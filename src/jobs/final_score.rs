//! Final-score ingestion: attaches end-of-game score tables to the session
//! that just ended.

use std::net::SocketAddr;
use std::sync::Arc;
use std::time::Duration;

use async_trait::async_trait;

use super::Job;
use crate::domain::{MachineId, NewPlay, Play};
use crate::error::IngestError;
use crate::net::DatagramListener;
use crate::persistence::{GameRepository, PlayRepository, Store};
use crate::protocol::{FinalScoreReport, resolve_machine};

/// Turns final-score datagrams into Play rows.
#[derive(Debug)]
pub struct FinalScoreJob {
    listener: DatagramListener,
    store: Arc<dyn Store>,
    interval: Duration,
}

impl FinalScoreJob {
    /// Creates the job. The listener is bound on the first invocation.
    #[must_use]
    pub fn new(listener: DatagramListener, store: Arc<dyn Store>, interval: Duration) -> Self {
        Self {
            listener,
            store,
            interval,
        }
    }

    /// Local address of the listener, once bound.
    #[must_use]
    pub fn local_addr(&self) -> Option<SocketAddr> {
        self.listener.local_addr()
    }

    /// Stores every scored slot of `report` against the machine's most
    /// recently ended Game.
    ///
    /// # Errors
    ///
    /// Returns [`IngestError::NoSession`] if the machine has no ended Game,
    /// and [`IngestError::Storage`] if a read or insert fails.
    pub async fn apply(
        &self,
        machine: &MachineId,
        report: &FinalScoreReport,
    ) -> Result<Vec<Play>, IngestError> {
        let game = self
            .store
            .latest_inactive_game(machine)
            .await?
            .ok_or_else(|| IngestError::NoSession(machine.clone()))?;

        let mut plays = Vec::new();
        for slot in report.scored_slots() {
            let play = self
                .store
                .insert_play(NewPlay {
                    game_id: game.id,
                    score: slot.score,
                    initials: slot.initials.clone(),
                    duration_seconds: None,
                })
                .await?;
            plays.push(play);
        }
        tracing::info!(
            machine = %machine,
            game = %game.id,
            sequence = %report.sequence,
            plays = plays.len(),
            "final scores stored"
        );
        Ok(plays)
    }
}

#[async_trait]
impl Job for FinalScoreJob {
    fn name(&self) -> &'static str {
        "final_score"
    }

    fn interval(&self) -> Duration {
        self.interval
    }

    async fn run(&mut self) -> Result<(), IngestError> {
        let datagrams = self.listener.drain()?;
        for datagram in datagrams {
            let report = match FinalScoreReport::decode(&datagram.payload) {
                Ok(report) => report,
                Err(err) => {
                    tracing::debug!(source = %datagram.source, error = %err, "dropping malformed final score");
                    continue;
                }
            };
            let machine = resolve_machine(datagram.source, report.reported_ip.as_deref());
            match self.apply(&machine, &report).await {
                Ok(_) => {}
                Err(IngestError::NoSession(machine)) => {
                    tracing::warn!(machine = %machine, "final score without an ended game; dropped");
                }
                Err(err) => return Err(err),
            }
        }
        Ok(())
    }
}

---

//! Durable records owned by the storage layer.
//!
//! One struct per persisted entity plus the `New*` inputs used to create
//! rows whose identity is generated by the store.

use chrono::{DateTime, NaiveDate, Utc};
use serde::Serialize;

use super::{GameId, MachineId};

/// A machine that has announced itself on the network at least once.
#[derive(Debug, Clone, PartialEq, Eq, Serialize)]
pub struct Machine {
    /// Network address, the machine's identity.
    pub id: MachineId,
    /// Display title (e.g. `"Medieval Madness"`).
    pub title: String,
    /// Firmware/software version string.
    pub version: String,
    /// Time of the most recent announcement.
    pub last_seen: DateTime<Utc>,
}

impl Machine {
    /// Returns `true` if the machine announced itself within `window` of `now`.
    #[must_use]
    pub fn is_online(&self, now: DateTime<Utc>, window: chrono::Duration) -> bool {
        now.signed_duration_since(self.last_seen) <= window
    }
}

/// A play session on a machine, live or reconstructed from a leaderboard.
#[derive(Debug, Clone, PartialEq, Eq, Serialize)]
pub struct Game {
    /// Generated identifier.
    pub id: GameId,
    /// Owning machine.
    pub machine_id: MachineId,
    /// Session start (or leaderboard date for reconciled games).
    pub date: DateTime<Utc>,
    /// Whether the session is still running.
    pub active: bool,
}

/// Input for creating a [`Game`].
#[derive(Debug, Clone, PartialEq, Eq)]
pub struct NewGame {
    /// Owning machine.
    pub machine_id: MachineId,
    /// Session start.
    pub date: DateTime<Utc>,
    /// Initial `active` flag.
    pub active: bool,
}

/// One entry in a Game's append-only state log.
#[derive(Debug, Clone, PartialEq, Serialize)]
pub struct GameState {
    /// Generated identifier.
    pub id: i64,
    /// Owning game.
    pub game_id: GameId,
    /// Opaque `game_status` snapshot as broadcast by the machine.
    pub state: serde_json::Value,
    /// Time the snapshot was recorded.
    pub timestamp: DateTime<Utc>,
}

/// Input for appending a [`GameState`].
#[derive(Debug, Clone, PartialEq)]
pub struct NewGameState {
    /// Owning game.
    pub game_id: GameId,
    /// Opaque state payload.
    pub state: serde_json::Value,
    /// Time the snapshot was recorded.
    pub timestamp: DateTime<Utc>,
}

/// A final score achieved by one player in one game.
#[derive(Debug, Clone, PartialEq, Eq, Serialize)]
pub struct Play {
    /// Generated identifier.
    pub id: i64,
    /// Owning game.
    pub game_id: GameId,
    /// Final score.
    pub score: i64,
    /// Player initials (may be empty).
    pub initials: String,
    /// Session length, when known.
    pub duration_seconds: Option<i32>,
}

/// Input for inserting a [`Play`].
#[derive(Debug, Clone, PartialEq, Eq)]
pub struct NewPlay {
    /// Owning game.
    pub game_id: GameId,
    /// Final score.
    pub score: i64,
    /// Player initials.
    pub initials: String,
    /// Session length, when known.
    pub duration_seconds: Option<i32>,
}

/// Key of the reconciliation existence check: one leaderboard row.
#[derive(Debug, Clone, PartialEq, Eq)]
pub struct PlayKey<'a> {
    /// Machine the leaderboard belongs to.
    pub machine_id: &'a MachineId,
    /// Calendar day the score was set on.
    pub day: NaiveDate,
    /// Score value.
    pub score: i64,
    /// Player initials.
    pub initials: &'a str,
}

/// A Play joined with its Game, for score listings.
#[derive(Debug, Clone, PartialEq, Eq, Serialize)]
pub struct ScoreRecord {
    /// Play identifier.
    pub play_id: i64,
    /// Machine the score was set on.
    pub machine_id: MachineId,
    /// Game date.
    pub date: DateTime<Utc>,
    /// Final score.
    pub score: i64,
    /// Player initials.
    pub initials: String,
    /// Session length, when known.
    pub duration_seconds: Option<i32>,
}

• **TASK ITEM**
Go through the records above and, whenever a line includes the word "super", copy it.

• **EXPECTED ANSWER**
use super::Job;
use super::{GameId, MachineId};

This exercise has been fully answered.